Minimal in vivo requirements for developmentally regulated cardiac long intergenic non-coding RNAs

Long intergenic non-coding RNAs (lincRNAs) have been implicated in gene regulation, but their requirement for development needs empirical interrogation. We computationally identified nine murine lincRNAs that have developmentally regulated transcriptional and epigenomic profiles specific to early heart differentiation. Six of the nine lincRNAs had in vivo expression patterns supporting a potential function in heart development, including a transcript downstream of the cardiac transcription factor Hand2 that we named Handlr (Hand2-associated lincRNA), Rubie, and Atcayos. We genetically ablated these six lincRNAs in mouse, which implicated genomic regulatory roles to four of the cohort. However, none of the lincRNA deletions led to severe cardiac phenotypes.

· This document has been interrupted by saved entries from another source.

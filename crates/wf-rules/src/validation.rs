//! Rule validation
//!
//! Validation never stops at the first problem: every violated field is
//! reported so an editor can show them all at once.

use serde::{Deserialize, Serialize};

use crate::rules::{ConditionKind, LogicalOperator, Rule};
use crate::{MAX_PRIORITY, MIN_PRIORITY};

/// Issue severity
#[derive(Debug, Clone, Copy, PartialEq, Eq, Hash, PartialOrd, Ord, Serialize, Deserialize)]
#[serde(rename_all = "snake_case")]
pub enum Severity {
    /// Reported, does not block storing the rule
    Warning,
    /// Blocks storing the rule
    Error,
}

impl Severity {
    pub fn as_str(self) -> &'static str {
        match self {
            Self::Warning => "warning",
            Self::Error => "error",
        }
    }
}

/// One field-level problem
#[derive(Debug, Clone, PartialEq, Eq, Serialize, Deserialize)]
#[serde(rename_all = "camelCase")]
pub struct ValidationIssue {
    pub rule_id: String,
    /// Editor field path, e.g. `conditions[1].wedgeId`
    pub field: String,
    pub message: String,
    pub severity: Severity,
}

impl ValidationIssue {
    pub fn error(rule_id: &str, field: impl Into<String>, message: impl Into<String>) -> Self {
        Self {
            rule_id: rule_id.to_string(),
            field: field.into(),
            message: message.into(),
            severity: Severity::Error,
        }
    }

    pub fn warning(rule_id: &str, field: impl Into<String>, message: impl Into<String>) -> Self {
        Self {
            rule_id: rule_id.to_string(),
            field: field.into(),
            message: message.into(),
            severity: Severity::Warning,
        }
    }

    #[inline]
    pub fn is_error(&self) -> bool {
        self.severity == Severity::Error
    }
}

impl std::fmt::Display for ValidationIssue {
    fn fmt(&self, f: &mut std::fmt::Formatter<'_>) -> std::fmt::Result {
        write!(
            f,
            "[{}] {}.{}: {}",
            self.severity.as_str(),
            self.rule_id,
            self.field,
            self.message
        )
    }
}

/// True if any issue blocks the rule
pub fn has_errors(issues: &[ValidationIssue]) -> bool {
    issues.iter().any(ValidationIssue::is_error)
}

/// Field path of a condition parameter
pub(crate) fn condition_field(index: usize, key: &str) -> String {
    format!("conditions[{index}].{key}")
}

/// Check a rule and report every problem found
pub fn validate_rule(rule: &Rule) -> Vec<ValidationIssue> {
    let id = rule.id.as_str();
    let mut issues = Vec::new();

    if id.trim().is_empty() {
        issues.push(ValidationIssue::error(id, "id", "Rule id must not be empty"));
    }
    if rule.name.trim().is_empty() {
        issues.push(ValidationIssue::error(id, "name", "Rule name must not be empty"));
    }
    if !(MIN_PRIORITY..=MAX_PRIORITY).contains(&rule.priority) {
        issues.push(ValidationIssue::error(
            id,
            "priority",
            format!(
                "Priority must be between {MIN_PRIORITY} and {MAX_PRIORITY}, got {}",
                rule.priority
            ),
        ));
    }
    if rule.conditions.is_empty() {
        issues.push(ValidationIssue::error(
            id,
            "conditions",
            "Rule needs at least one condition",
        ));
    }

    for (index, condition) in rule.conditions.iter().enumerate() {
        if index == 0 && condition.operator == LogicalOperator::Not {
            issues.push(ValidationIssue::warning(
                id,
                condition_field(index, "operator"),
                "Operator on the first condition has no effect; NOT does not negate it",
            ));
        }
        validate_kind(id, index, &condition.kind, &mut issues);
    }

    issues
}

fn validate_kind(id: &str, index: usize, kind: &ConditionKind, issues: &mut Vec<ValidationIssue>) {
    let blank = |key: &str, issues: &mut Vec<ValidationIssue>| {
        issues.push(ValidationIssue::error(
            id,
            condition_field(index, key),
            format!("{key} must not be empty"),
        ));
    };

    match kind {
        ConditionKind::SpecificWedge { wedge_id, .. }
        | ConditionKind::AvoidWedge { wedge_id, .. } => {
            if wedge_id.trim().is_empty() {
                blank("wedgeId", issues);
            }
        }
        ConditionKind::WedgeCombination {
            outer_wedge_id,
            inner_wedge_id,
            ..
        } => {
            if outer_wedge_id.trim().is_empty() {
                blank("outerWedgeId", issues);
            }
            if inner_wedge_id.trim().is_empty() {
                blank("innerWedgeId", issues);
            }
        }
        ConditionKind::ScoreThreshold { threshold, .. } => {
            if !threshold.is_finite() {
                issues.push(ValidationIssue::error(
                    id,
                    condition_field(index, "threshold"),
                    format!("threshold must be a finite number, got {threshold}"),
                ));
            }
        }
        ConditionKind::ConsecutiveWins { count } => {
            if *count == 0 {
                issues.push(ValidationIssue::error(
                    id,
                    condition_field(index, "count"),
                    "count must be a positive integer",
                ));
            }
        }
        ConditionKind::Unknown { type_name } => {
            issues.push(ValidationIssue::warning(
                id,
                condition_field(index, "type"),
                format!("Unknown condition type '{type_name}' always evaluates to false"),
            ));
        }
    }
}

Thus, we stressed the hearts of adult Handlr and Atcayos mutant mice by transverse aortic banding and found that absence of these lincRNAs did not affect cardiac hypertrophy or left ventricular function post-stress. Our results support roles for lincRNA transcripts and/or transcription in regulation of topologically associated genes. However, the individual importance of developmentally-specific lincRNAs is yet to be established. Their status as either gene-like entities or epigenetic components of the nucleus should be further considered.